Short Story: “Mourning”

She didn’t know what she wanted, and that was sad. Three months ago, he had sat across from her, saying that.

“You don’t know what you want, CJ.” He pushed his reading glasses further up his nose. “And that’s sad.”

He didn’t cry, and neither did she. She had never cried over a boy before. The school librarian shushed her when she tried to respond. 
After a few minutes, he left, and CJ took the back exit to the parking lot.
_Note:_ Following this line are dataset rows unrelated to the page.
//! Primary status application and volatile-state ops.

use crate::context::BattleContext;
use crate::dsl::{
    AccuracyResolved, DamageApplied, Domains, EffectApplied, FaintChecked, Genesis, Op,
};
use crate::rng;
use crate::species::AbilityId;
use crate::state::{Status, Volatiles};
use crate::types::Type;

/// Immunities consulted before any primary status lands: existing status,
/// type immunities, safeguard, and the guard abilities.
fn status_blocked(ctx: &BattleContext<'_>, status: Status) -> bool {
    if ctx.defender_mon().has_status() {
        return true;
    }
    if ctx.defender_side().has_safeguard() {
        return true;
    }

    let active = ctx.defender_active();
    let has_type = |t: Type| active.type1 == t || active.type2 == t;
    let type_blocked = match status {
        Status::Burn => has_type(Type::Fire),
        Status::Freeze => has_type(Type::Ice),
        Status::Poison | Status::Toxic => has_type(Type::Poison) || has_type(Type::Steel),
        Status::Paralysis => has_type(Type::Electric),
        _ => false,
    };
    if type_blocked {
        return true;
    }

    matches!(
        (status, active.ability),
        (Status::Paralysis, AbilityId::Limber)
            | (Status::Poison | Status::Toxic, AbilityId::Immunity)
            | (Status::Burn, AbilityId::WaterVeil)
            | (Status::Sleep, AbilityId::Insomnia | AbilityId::VitalSpirit)
            | (Status::Freeze, AbilityId::MagmaArmor)
    )
}

fn commit_status(ctx: &mut BattleContext<'_>, status: Status) {
    let mon = ctx.defender_mon_mut();
    mon.status = status;
    match status {
        // Gen III sleep lasts 1-3 turns, uniform.
        Status::Sleep => mon.sleep_turns = rng::rand_below(3) as u8 + 1,
        Status::Toxic => mon.toxic_counter = 1,
        _ => {}
    }
    ctx.result.status_applied = true;
}

/// Resolve an op's chance parameter: a zero const defers to the move's
/// `effect_chance` datum.
#[inline]
pub(crate) fn effective_chance(ctx: &BattleContext<'_>, chance: u8) -> u8 {
    if chance > 0 {
        chance
    } else {
        ctx.move_data.effect_chance
    }
}

/// Secondary status rider: skipped on a miss or when the substitute soaked
/// the hit, gated on a percentage roll (`CHANCE`, or the move's own
/// effect chance when `CHANCE` is 0), silent when blocked.
pub struct TryApplyStatusChance<const STATUS: u8, const CHANCE: u8>;

impl<const STATUS: u8, const CHANCE: u8> Op for TryApplyStatusChance<STATUS, CHANCE> {
    const DOMAINS: Domains = Domains::MON;
    type Input = DamageApplied;
    type Output = EffectApplied;

    fn execute(ctx: &mut BattleContext<'_>) {
        if ctx.result.missed || ctx.defender_has_substitute() {
            return;
        }
        let chance = effective_chance(ctx, CHANCE);
        if chance == 0 {
            return;
        }
        if chance < 100 && rng::rand_below(100) >= u16::from(chance) {
            return;
        }
        let status = Status::from_u8(STATUS);
        if status_blocked(ctx, status) {
            return;
        }
        commit_status(ctx, status);
    }
}

/// Pure status move: the status IS the effect, so a block is a failure.
pub struct ApplyStatusMove<const STATUS: u8>;

impl<const STATUS: u8> Op for ApplyStatusMove<STATUS> {
    const DOMAINS: Domains = Domains::MON;
    type Input = Genesis;
    type Output = EffectApplied;

    fn execute(ctx: &mut BattleContext<'_>) {
        if ctx.result.missed {
            return;
        }
        let status = Status::from_u8(STATUS);
        if ctx.defender_has_substitute() || status_blocked(ctx, status) {
            ctx.result.failed = true;
            return;
        }
        commit_status(ctx, status);
    }
}

/// Flinch rider: only lands on a target that has not yet moved this turn.
/// `CHANCE` 0 defers to the move's effect chance; 100 means guaranteed on
/// hit.
pub struct TryApplyFlinchChance<const CHANCE: u8>;

impl<const CHANCE: u8> Op for TryApplyFlinchChance<CHANCE> {
    const DOMAINS: Domains = Domains::SLOT;
    type Input = DamageApplied;
    type Output = EffectApplied;

    fn execute(ctx: &mut BattleContext<'_>) {
        if ctx.result.missed || ctx.defender_slot().moved_this_turn {
            return;
        }
        let chance = effective_chance(ctx, CHANCE);
        if chance == 0 {
            return;
        }
        if chance < 100 && rng::rand_below(100) >= u16::from(chance) {
            return;
        }
        ctx.defender_slot_mut().set(Volatiles::FLINCHED);
    }
}

/// First half of a two-turn move: record the charged move and end the
/// effect. The strike half clears it next turn.
pub struct BeginCharge;

impl Op for BeginCharge {
    const DOMAINS: Domains = Domains::SLOT;
    type Input = Genesis;
    type Output = FaintChecked;

    fn execute(ctx: &mut BattleContext<'_>) {
        let move_id = ctx.move_data.id;
        let slot = ctx.attacker_slot_mut();
        slot.charging_move = Some(move_id);
        slot.set(Volatiles::CHARGING);
    }
}

pub struct ClearCharge;

impl Op for ClearCharge {
    const DOMAINS: Domains = Domains::SLOT;
    type Input = Genesis;
    type Output = AccuracyResolved;

    fn execute(ctx: &mut BattleContext<'_>) {
        let slot = ctx.attacker_slot_mut();
        slot.charging_move = None;
        slot.clear(Volatiles::CHARGING);
    }
}

/// Magic Coat: bounce eligible status moves for the rest of this turn. The
/// orchestrator performs the actual reflection at dispatch time.
pub struct SetMagicCoat;

impl Op for SetMagicCoat {
    const DOMAINS: Domains = Domains::SLOT;
    type Input = Genesis;
    type Output = EffectApplied;

    fn execute(ctx: &mut BattleContext<'_>) {
        ctx.attacker_slot_mut().bounce_move = true;
    }
}

/// Focus Energy: prime the crit pipeline; fails when already primed.
pub struct SetFocusEnergy;

impl Op for SetFocusEnergy {
    const DOMAINS: Domains = Domains::SLOT;
    type Input = Genesis;
    type Output = EffectApplied;

    fn execute(ctx: &mut BattleContext<'_>) {
        if ctx.attacker_slot().has(Volatiles::FOCUS_ENERGY) {
            ctx.result.failed = true;
            return;
        }
        ctx.attacker_slot_mut().set(Volatiles::FOCUS_ENERGY);
    }
}

/// Protect: per-turn protection flag; checked by accuracy resolution.
pub struct SetProtect;

impl Op for SetProtect {
    const DOMAINS: Domains = Domains::SLOT;
    type Input = Genesis;
    type Output = EffectApplied;

    fn execute(ctx: &mut BattleContext<'_>) {
        ctx.attacker_slot_mut().set(Volatiles::PROTECTED);
    }
}

/// Substitute: pay a quarter of max HP for a decoy with that many hit
/// points. Fails if one is already up or the user cannot pay.
pub struct SetSubstituteOp;

impl Op for SetSubstituteOp {
    const DOMAINS: Domains = Domains::SLOT.union(Domains::MON);
    type Input = Genesis;
    type Output = EffectApplied;

    fn execute(ctx: &mut BattleContext<'_>) {
        if ctx.attacker_slot().has(Volatiles::SUBSTITUTE) {
            ctx.result.failed = true;
            return;
        }
        let cost = ctx.attacker_mon().max_hp / 4;
        if cost == 0 || ctx.attacker_mon().current_hp <= cost {
            ctx.result.failed = true;
            return;
        }
        ctx.attacker_mon_mut().apply_damage(cost);
        let slot = ctx.attacker_slot_mut();
        slot.substitute_hp = cost;
        slot.set(Volatiles::SUBSTITUTE);
    }
}

/// Leech Seed: plant on the defender and remember the planter's slot for
/// the end-of-turn drain. Grass types and substitutes shake it off.
pub struct ApplyLeechSeed;

impl Op for ApplyLeechSeed {
    const DOMAINS: Domains = Domains::SLOT;
    type Input = Genesis;
    type Output = EffectApplied;

    fn execute(ctx: &mut BattleContext<'_>) {
        if ctx.result.missed {
            return;
        }
        let defender = ctx.defender_active();
        let is_grass = defender.type1 == Type::Grass || defender.type2 == Type::Grass;
        if is_grass || ctx.defender_slot().has(Volatiles::LEECH_SEED) || ctx.defender_has_substitute()
        {
            ctx.result.failed = true;
            return;
        }
        let planter = ctx.attacker;
        let slot = ctx.defender_slot_mut();
        slot.set(Volatiles::LEECH_SEED);
        slot.leech_seed_target = planter;
    }
}

/// Confusion volatile, 2-5 turns.
pub struct ApplyConfusion;

impl Op for ApplyConfusion {
    const DOMAINS: Domains = Domains::SLOT;
    type Input = Genesis;
    type Output = EffectApplied;

    fn execute(ctx: &mut BattleContext<'_>) {
        if ctx.result.missed {
            return;
        }
        if ctx.defender_slot().has(Volatiles::CONFUSED)
            || ctx.defender_active().ability == AbilityId::OwnTempo
            || ctx.defender_has_substitute()
        {
            ctx.result.failed = true;
            return;
        }
        let turns = rng::rand_below(4) as u8 + 2;
        let slot = ctx.defender_slot_mut();
        slot.set(Volatiles::CONFUSED);
        slot.confusion_turns = turns;
    }
}
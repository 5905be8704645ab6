//! Held items and the stage-boundary hook system.
//!
//! Items never run inside the calculation kernels. Five event types fire at
//! pipeline boundaries; a held-item id routes through a const-built table of
//! function pointers, and items without a handler for an event cost nothing
//! beyond the table load.

mod events;
mod hooks;
mod implementations;
mod registry;

pub use events::{
    PostDamageApplyEvent, PreDamageApplyEvent, PreDamageCalcEvent, TurnEndEvent, TurnStartEvent,
};
pub use hooks::ItemHooks;
pub use registry::ITEM_REGISTRY;

use crate::context::BattleContext;
use crate::dsl::stage::{DamageApplied, EffectApplied, Stage};
use crate::state::{BattleState, SlotState};

/// Held item inventory (Battle Factory pool).
#[derive(Debug, Clone, Copy, PartialEq, Eq, Hash, Default)]
#[repr(u8)]
pub enum ItemId {
    #[default]
    None = 0,

    // Berries.
    ApicotBerry,
    AspearBerry,
    CheriBerry,
    ChestoBerry,
    GanlonBerry,
    LansatBerry,
    LeppaBerry,
    LiechiBerry,
    LumBerry,
    OranBerry,
    PechaBerry,
    PersimBerry,
    PetayaBerry,
    RawstBerry,
    SalacBerry,
    SitrusBerry,
    StarfBerry,

    // Type boosts.
    BlackBelt,
    BlackGlasses,
    Charcoal,
    DragonFang,
    HardStone,
    Magnet,
    MetalCoat,
    MiracleSeed,
    MysticWater,
    NeverMeltIce,
    PoisonBarb,
    SharpBeak,
    SilkScarf,
    SilverPowder,
    SoftSand,
    SpellTag,
    TwistedSpoon,

    // Species signatures.
    DeepSeaScale,
    DeepSeaTooth,
    LightBall,
    LuckyPunch,
    MetalPowder,
    SoulDew,
    Stick,
    ThickClub,

    // Utility.
    BrightPowder,
    ChoiceBand,
    FocusBand,
    KingsRock,
    LaxIncense,
    Leftovers,
    MentalHerb,
    QuickClaw,
    ScopeLens,
    ShellBell,
    WhiteHerb,
}

impl ItemId {
    pub const COUNT: usize = 54;
}

#[inline]
fn usable_item(slot: &SlotState) -> Option<ItemId> {
    if slot.held_item == ItemId::None || slot.item_consumed {
        None
    } else {
        Some(slot.held_item)
    }
}

#[inline]
fn hooks_for(item: ItemId) -> Option<&'static ItemHooks> {
    ITEM_REGISTRY[item as usize].as_ref()
}

// ---------------------------------------------------------------------------
// Fire helpers: one per event, called from the boundaries that own them.
// ---------------------------------------------------------------------------

/// OnPreDamageCalc: fired on the AccuracyResolved -> DamageCalculated
/// boundary for the attacker's item and then the defender's.
pub fn fire_pre_damage_calc(ctx: &BattleContext<'_>, event: &mut PreDamageCalcEvent) {
    event.holder_is_attacker = true;
    if let Some(item) = usable_item(ctx.attacker_slot()) {
        if let Some(hooks) = hooks_for(item) {
            if let Some(hook) = hooks.on_pre_damage_calc {
                hook(ctx, event);
            }
        }
    }
    event.holder_is_attacker = false;
    if let Some(item) = usable_item(ctx.defender_slot()) {
        if let Some(hooks) = hooks_for(item) {
            if let Some(hook) = hooks.on_pre_damage_calc {
                hook(ctx, event);
            }
        }
    }
}

/// OnPreDamageApply: fired for the defender's item just before the HP
/// commit (Focus Band).
pub fn fire_pre_damage_apply(ctx: &BattleContext<'_>, event: &mut PreDamageApplyEvent) {
    if let Some(item) = usable_item(ctx.defender_slot()) {
        if let Some(hooks) = hooks_for(item) {
            if let Some(hook) = hooks.on_pre_damage_apply {
                hook(ctx, event);
            }
        }
    }
}

/// OnTurnStart: fired per slot at turn genesis (Quick Claw).
pub fn fire_turn_start(state: &BattleState, slot: u8, event: &mut TurnStartEvent) {
    if let Some(item) = usable_item(&state.slots[slot as usize]) {
        if let Some(hooks) = hooks_for(item) {
            if let Some(hook) = hooks.on_turn_start {
                hook(state, slot, event);
            }
        }
    }
}

/// OnTurnEnd: fired per surviving slot after actions resolve (Leftovers).
pub fn fire_turn_end(state: &BattleState, slot: u8, event: &mut TurnEndEvent) {
    if let Some(item) = usable_item(&state.slots[slot as usize]) {
        if let Some(hooks) = hooks_for(item) {
            if let Some(hook) = hooks.on_turn_end {
                hook(state, slot, event);
            }
        }
    }
}

/// Stage-boundary dispatcher, invoked by the pipeline on every op
/// transition. OnPostDamageApply belongs to the EffectApplied boundary:
/// it fires when a transition crosses it from DamageApplied or earlier,
/// which covers the plain-hit faint check and secondary-effect paths once
/// per effect — and, because multi-hit loop bodies resolve each strike
/// across this boundary, once per strike of a multi-hit move.
pub fn fire_boundary(ctx: &mut BattleContext<'_>, from_rank: u8, to_rank: u8) {
    if from_rank <= DamageApplied::RANK && to_rank >= EffectApplied::RANK {
        fire_post_damage_apply(ctx);
    }
}

fn fire_post_damage_apply(ctx: &mut BattleContext<'_>) {
    if ctx.result.missed || ctx.result.damage == 0 {
        return;
    }
    // A standing substitute absorbs the contact these items react to.
    if ctx.defender_has_substitute() {
        return;
    }

    let mut event = PostDamageApplyEvent {
        damage_dealt: ctx.result.damage,
        was_critical: ctx.result.critical,
        target_fainted: ctx.defender_mon().is_fainted(),
        attacker_heal: 0,
        attacker_recoil: 0,
        cause_flinch: false,
    };

    if let Some(item) = usable_item(ctx.attacker_slot()) {
        if let Some(hooks) = hooks_for(item) {
            if let Some(hook) = hooks.on_post_damage_apply {
                hook(ctx, &mut event);
            }
        }
    }

    // The boundary, not the handler, commits the mutations.
    if event.attacker_heal > 0 {
        ctx.attacker_mon_mut().heal(event.attacker_heal);
    }
    if event.attacker_recoil > 0 {
        ctx.attacker_mon_mut().apply_damage(event.attacker_recoil);
    }
    if event.cause_flinch && !event.target_fainted {
        let defender_moved = ctx.defender_slot().moved_this_turn;
        if !defender_moved {
            ctx.defender_slot_mut()
                .set(crate::state::Volatiles::FLINCHED);
        }
    }
}
//! Side domain: per-team screens, hazards, and targeting.

/// Sentinel for "no follow-me target".
pub const NO_TARGET: u8 = 0xFF;

#[derive(Debug, Clone, Copy)]
pub struct SideState {
    // Screen timers, turns remaining; 0 = inactive.
    pub reflect_turns: u8,
    pub light_screen_turns: u8,
    pub safeguard_turns: u8,
    pub mist_turns: u8,

    /// Spikes layers, 0-3.
    pub spikes_layers: u8,

    /// Follow Me redirection target (doubles door-opener), 0xFF = none.
    pub follow_me_target: u8,
}

impl Default for SideState {
    fn default() -> Self {
        SideState {
            reflect_turns: 0,
            light_screen_turns: 0,
            safeguard_turns: 0,
            mist_turns: 0,
            spikes_layers: 0,
            follow_me_target: NO_TARGET,
        }
    }
}

impl SideState {
    #[inline]
    pub const fn has_reflect(&self) -> bool {
        self.reflect_turns > 0
    }

    #[inline]
    pub const fn has_light_screen(&self) -> bool {
        self.light_screen_turns > 0
    }

    #[inline]
    pub const fn has_safeguard(&self) -> bool {
        self.safeguard_turns > 0
    }

    #[inline]
    pub const fn has_mist(&self) -> bool {
        self.mist_turns > 0
    }

    #[inline]
    pub const fn has_spikes(&self) -> bool {
        self.spikes_layers > 0
    }

    pub fn reset(&mut self) {
        *self = SideState::default();
    }

    /// Decrement every active screen timer by one turn.
    pub fn tick_screens(&mut self) {
        self.reflect_turns = self.reflect_turns.saturating_sub(1);
        self.light_screen_turns = self.light_screen_turns.saturating_sub(1);
        self.safeguard_turns = self.safeguard_turns.saturating_sub(1);
        self.mist_turns = self.mist_turns.saturating_sub(1);
    }
}

#[cfg(test)]
mod tests {
    use super::*;

    #[test]
    fn screens_tick_down_independently() {
        let mut side = SideState {
            reflect_turns: 2,
            mist_turns: 1,
            ..Default::default()
        };
        side.tick_screens();
        assert!(side.has_reflect());
        assert!(!side.has_mist());
        side.tick_screens();
        assert!(!side.has_reflect());
    }
}
//! Switch requests and all-battler effects.
//!
//! These ops do not perform switches; they record intent in the result and
//! the orchestrator honors the flags once the effect returns.

use crate::context::BattleContext;
use crate::dsl::{Domains, EffectApplied, Genesis, Op, Terminus};
use crate::state::Volatiles;

/// Baton Pass: request a switch-out that carries the transferable slot
/// state to the replacement.
pub struct RequestBatonPass;

impl Op for RequestBatonPass {
    const DOMAINS: Domains = Domains::SLOT;
    type Input = Genesis;
    type Output = Terminus;

    fn execute(ctx: &mut BattleContext<'_>) {
        ctx.result.baton_pass = true;
        ctx.result.switch_out = true;
    }
}

/// Pursuit: record that this attacker will intercept a fleeing target.
pub struct MarkPursuitReady;

impl Op for MarkPursuitReady {
    const DOMAINS: Domains = Domains::SLOT;
    type Input = Genesis;
    type Output = EffectApplied;

    fn execute(ctx: &mut BattleContext<'_>) {
        ctx.result.pursuit_intercept = true;
        ctx.result.pursuit_user_slot = ctx.attacker;
    }
}

/// Perish Song: every active, standing battler that is not already singing
/// starts the three-turn countdown. Fails when nobody new is affected.
pub struct ApplyPerishSong;

impl Op for ApplyPerishSong {
    const DOMAINS: Domains = Domains::SLOT;
    type Input = Genesis;
    type Output = EffectApplied;

    fn execute(ctx: &mut BattleContext<'_>) {
        let count = ctx.active_slot_count() as usize;
        let mut any_affected = false;

        for i in 0..count {
            if ctx.state.mons[i].is_fainted() {
                continue;
            }
            let slot = &mut ctx.state.slots[i];
            if slot.has(Volatiles::PERISH_SONG) {
                continue;
            }
            slot.set(Volatiles::PERISH_SONG);
            slot.perish_count = 3;
            any_affected = true;
        }

        if !any_affected {
            ctx.result.failed = true;
        }
    }
}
Outside, she found a world in mourning. Passersby wore black. Students donned arm-bands, and teachers bowed their heads as she made for the bus. The marching band stood in solemn formation on the football field, playing a funeral march. They saluted her, and placed their hands over their hearts. The bus driver offered her his condolences. Walking home, she found that the trees were crying. 

School was cancelled the next day all across the district. The day off was announced over the television that morning in a banner floating beneath a shiny news-lady: 

“CJ Nilson broke her boyfriend Jake’s heart, and her own, somehow, in the process, and there will be no school until further notice.”

In the days following, students and their parents waited anxiously in front of the television each morning, only to be met with the same announcement:

“Unfortunately, CJ Nilson is still sad, and schools will remain closed. Stay tuned.”

The Weather Channel expressed their regrets that the sun would be taking a leave of absence for the foreseeable future. The forecast predicted gray skies. 

The radio played only their song, Jake and CJ’s song, and no one could change the station. She sang along, at first. 

I give my love and all my love to you, my love

I feast on love, a beast for love, release my love

But after a couple of times, the song became tiresome. CJ was sad. She went back to bed, and slept for days. 

Two weeks later, the students were allowed to come back to school. When she stepped outside for the first time, CJ found the world had changed again. The sidewalk was made of hundreds of hands, interlacing fingers, supporting her feet. Above her was a green sky, interrupted by a black iris for a sun. The houses in her neighborhood were built of reading glasses, with gray t-shirt curtains. Hairy, gangly teenage legs shot upwards in place of streetlights. A breeze blew up the hem of her skirt, and the wind said,

You're scared and unprepared for love, don't care my love

Cause you’re the only woman i've been dreaming of

Everything was made of Jake. She sang along.

At school, everyone grumbled and shot sideways glances, because they knew that CJ Nilson and Jake Fisher were the reason they had to catch up on two weeks of work. Exams couldn’t be rescheduled this late in the semester, so everyone huffed and puffed and studied and scrambled. In all the chaos of the first day back, no one noticed that photographs of Jake had replaced every canvas in the art room, and every locker combination was his birthday. At lunchtime, the milk in the cafeteria didn’t taste like milk, but it tasted like kissing Jake. 

Halfway through the first day back, Lola Bernard came up to CJ in the hallway. 

“Are you okay?” She asked.

“I’m fantastic, Lola.”

Lola paused. “I don’t know if it’s true,” She said. “But someone told me in Physics that Jake was talking to this girl Maggie.”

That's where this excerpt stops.